Most recently, Portrait of Mrs. Cecil Wade was included in a 1997 exhibition featuring paintings from Sargent’s early career at the Clark Art Institute in Williamstown, MA.

== Provenance ==

After the 1908 death of the sitter, Francis Frew Wade (who had owned and kept the painting in London since 1886), the piece passed into the ownership of her daughter, Aileen Wade, who remained living in London. Aileen Wade bequeathed the painting to her nephew, Sir Ruthven L. Wade, and he received the work in 1955. It was under his ownership in Dinton, England until 1986, when it was auctioned at Sotheby’s New York and bought by the Enid and Crosby Kemper Foundation in Kansas City, Missouri. In 1986, Enid and Crosby Kemper gifted the painting to the Nelson-Atkins Museum of Art, where it currently hangs prominently in the Sarah and Landon Rowland American art galleries.

==Critical reception==
At its debut in the New English Art Club exhibition in 1887, Portrait of Mrs. Cecil Wade was given very mixed reviews. F.D. Maurice and Charles Kingsley from The Spectator extolled the "individuality and life in the face of the sitter," while also chastising its "forced" use of light in the foreground and "cold" manner in which the painting was executed, resulting in "no hint of tenderness, no suspicion of poetry" in the work at large.
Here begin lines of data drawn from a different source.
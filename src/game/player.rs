//! Authoritative per-player state

use std::collections::VecDeque;

use uuid::Uuid;

use crate::game::physics::{to_fixed, DirKey, Pos};

/// Half extent of the square player sprite, in pixels. Bounds keep the
/// whole sprite inside the world.
pub const PLAYER_HALF_EXTENT: f64 = 8.0;

/// Cap on buffered inputs per player. Under sustained loss of
/// acknowledgements the oldest entry is dropped rather than letting the
/// queue grow without bound.
pub const MAX_PENDING_INPUTS: usize = 128;

/// One sampled input command
#[derive(Debug, Clone, PartialEq)]
pub struct InputCmd {
    /// Directional keys held during the frame
    pub keys: Vec<DirKey>,
    /// Issuing client's local time, in seconds
    pub time: f64,
    /// Strictly increasing per player, starting at 1
    pub seq: u64,
}

/// Axis-aligned movement limits
#[derive(Debug, Clone, Copy, PartialEq)]
pub struct WorldBounds {
    pub x_min: f64,
    pub x_max: f64,
    pub y_min: f64,
    pub y_max: f64,
}

impl WorldBounds {
    /// Bounds for a player sprite confined to a world of the given size
    pub fn for_world(width: f64, height: f64) -> Self {
        Self {
            x_min: PLAYER_HALF_EXTENT,
            x_max: width - PLAYER_HALF_EXTENT,
            y_min: PLAYER_HALF_EXTENT,
            y_max: height - PLAYER_HALF_EXTENT,
        }
    }

    /// Clamp a position onto the bounds, each axis independently
    pub fn clamp(&self, pos: Pos) -> Pos {
        Pos {
            x: to_fixed(pos.x.clamp(self.x_min, self.x_max)),
            y: to_fixed(pos.y.clamp(self.y_min, self.y_max)),
        }
    }
}

/// A player as the server owns it: authoritative position plus the
/// queue of inputs waiting for the next tick.
#[derive(Debug, Clone)]
pub struct Player {
    pub id: Uuid,
    pub pos: Pos,
    pub bounds: WorldBounds,
    /// Highest input sequence applied so far
    pub last_input_seq: u64,
    /// Client local time of the last applied input
    pub last_input_time: f64,
    pending: VecDeque<InputCmd>,
}

impl Player {
    pub fn new(id: Uuid, bounds: WorldBounds) -> Self {
        Self {
            id,
            pos: Pos::default(),
            bounds,
            last_input_seq: 0,
            last_input_time: 0.0,
            pending: VecDeque::new(),
        }
    }

    /// Queue an input for the next tick. Stale sequences are discarded
    /// silently; a full queue drops its oldest entry.
    pub fn push_input(&mut self, input: InputCmd) {
        if input.seq <= self.last_input_seq {
            return;
        }
        if self.pending.len() >= MAX_PENDING_INPUTS {
            self.pending.pop_front();
        }
        self.pending.push_back(input);
    }

    pub fn pending_inputs(&self) -> &VecDeque<InputCmd> {
        &self.pending
    }

    pub fn clear_inputs(&mut self) {
        self.pending.clear();
    }

    pub fn clamp_to_bounds(&mut self) {
        self.pos = self.bounds.clamp(self.pos);
    }
}

#[cfg(test)]
mod tests {
    use super::*;

    #[test]
    fn clamp_keeps_position_inside_world() {
        let bounds = WorldBounds::for_world(720.0, 480.0);
        assert_eq!(bounds.clamp(Pos::new(-5.0, 1000.0)), Pos::new(8.0, 472.0));
        assert_eq!(bounds.clamp(Pos::new(360.0, 240.0)), Pos::new(360.0, 240.0));
        assert_eq!(bounds.clamp(Pos::new(719.0, 0.0)), Pos::new(712.0, 8.0));
    }

    #[test]
    fn stale_inputs_are_discarded() {
        let mut player = Player::new(Uuid::new_v4(), WorldBounds::for_world(720.0, 480.0));
        player.last_input_seq = 5;
        player.push_input(InputCmd {
            keys: vec![DirKey::Left],
            time: 0.0,
            seq: 5,
        });
        assert!(player.pending_inputs().is_empty());

        player.push_input(InputCmd {
            keys: vec![DirKey::Left],
            time: 0.0,
            seq: 6,
        });
        assert_eq!(player.pending_inputs().len(), 1);
    }

    #[test]
    fn pending_queue_is_bounded_with_oldest_drop() {
        let mut player = Player::new(Uuid::new_v4(), WorldBounds::for_world(720.0, 480.0));
        for seq in 1..=(MAX_PENDING_INPUTS as u64 + 10) {
            player.push_input(InputCmd {
                keys: vec![DirKey::Down],
                time: 0.0,
                seq,
            });
        }
        assert_eq!(player.pending_inputs().len(), MAX_PENDING_INPUTS);
        assert_eq!(player.pending_inputs().front().map(|i| i.seq), Some(11));
    }
}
Furthermore, while the Saturday Review (London) praised Sargent, who "[sent] a brilliant and admirably handled likeness of a lady in white (cat. no. 55) against a charmingly painted interior," the Illustrated London News noted once more Sargent's disregard for the personhood of Mrs. Wade, stating that "Mr. Sargent's 'Portrait of a Lady' (cat. no. 55) in white satin suggests that her arms and face were made of cardboard".

At its acquisition by the Nelson-Atkins Museum in 1986, the painting was regarded as "a stellar example of Sargent's work", and fetched the highest price ever paid for a Sargent painting at that time.